[Stored data]
┌────────
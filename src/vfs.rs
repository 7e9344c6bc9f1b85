use std::path::PathBuf;

/// A single staged directory or file, relative to the destination root.
#[derive(Debug, Clone)]
pub struct VirtualEntry {
    /// Path relative to the destination root; empty for the root itself.
    pub path: PathBuf,
    /// Rendered contents when the entry is a file.
    pub content: Option<String>,
    /// Whether the entry is a file (`true`) or a directory (`false`).
    pub is_file: bool,
}

/// The whole rendered tree staged in memory before anything touches disk.
///
/// Directories always precede the files they contain, so applying the
/// entries in order never writes into a directory that does not exist yet.
#[derive(Debug, Clone, Default)]
pub struct VirtualFS {
    pub entries: Vec<VirtualEntry>,
}
impl VirtualFS {
    pub fn new() -> Self {
        Self::default()
    }

    pub fn push_dir(&mut self, path: PathBuf) {
        self.entries.push(VirtualEntry {
            path,
            content: None,
            is_file: false,
        });
    }

    pub fn push_file(&mut self, path: PathBuf, content: String) {
        self.entries.push(VirtualEntry {
            path,
            content: Some(content),
            is_file: true,
        });
    }

    pub fn files(&self) -> impl Iterator<Item = &VirtualEntry> {
        self.entries.iter().filter(|entry| entry.is_file)
    }
}

#[cfg(test)]
mod tests {
    use super::*;

    #[test]
    fn directories_precede_their_files() {
        let mut vfs = VirtualFS::new();
        vfs.push_dir("apps".into());
        vfs.push_file("apps/a.yaml".into(), "kind: Service\n".into());

        let dir_index = vfs.entries.iter().position(|e| !e.is_file).unwrap();
        let file_index = vfs.entries.iter().position(|e| e.is_file).unwrap();

        assert!(dir_index < file_index);
    }
}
└────────
YOUR TASK: Beginning with the first line of the entries, repeat each line exactly until you have reproduced the one containing "entry is a file.", and add nothing further.

TASK ANSWER:
filename src/vfs.rs
repository 7e9344c6bc9f1b85
use std::path::PathBuf;

/// A single staged directory or file, relative to the destination root.
#[derive(Debug, Clone)]
pub struct VirtualEntry {
    /// Path relative to the destination root; empty for the root itself.
    pub path: PathBuf,
    /// Rendered contents when the entry is a file.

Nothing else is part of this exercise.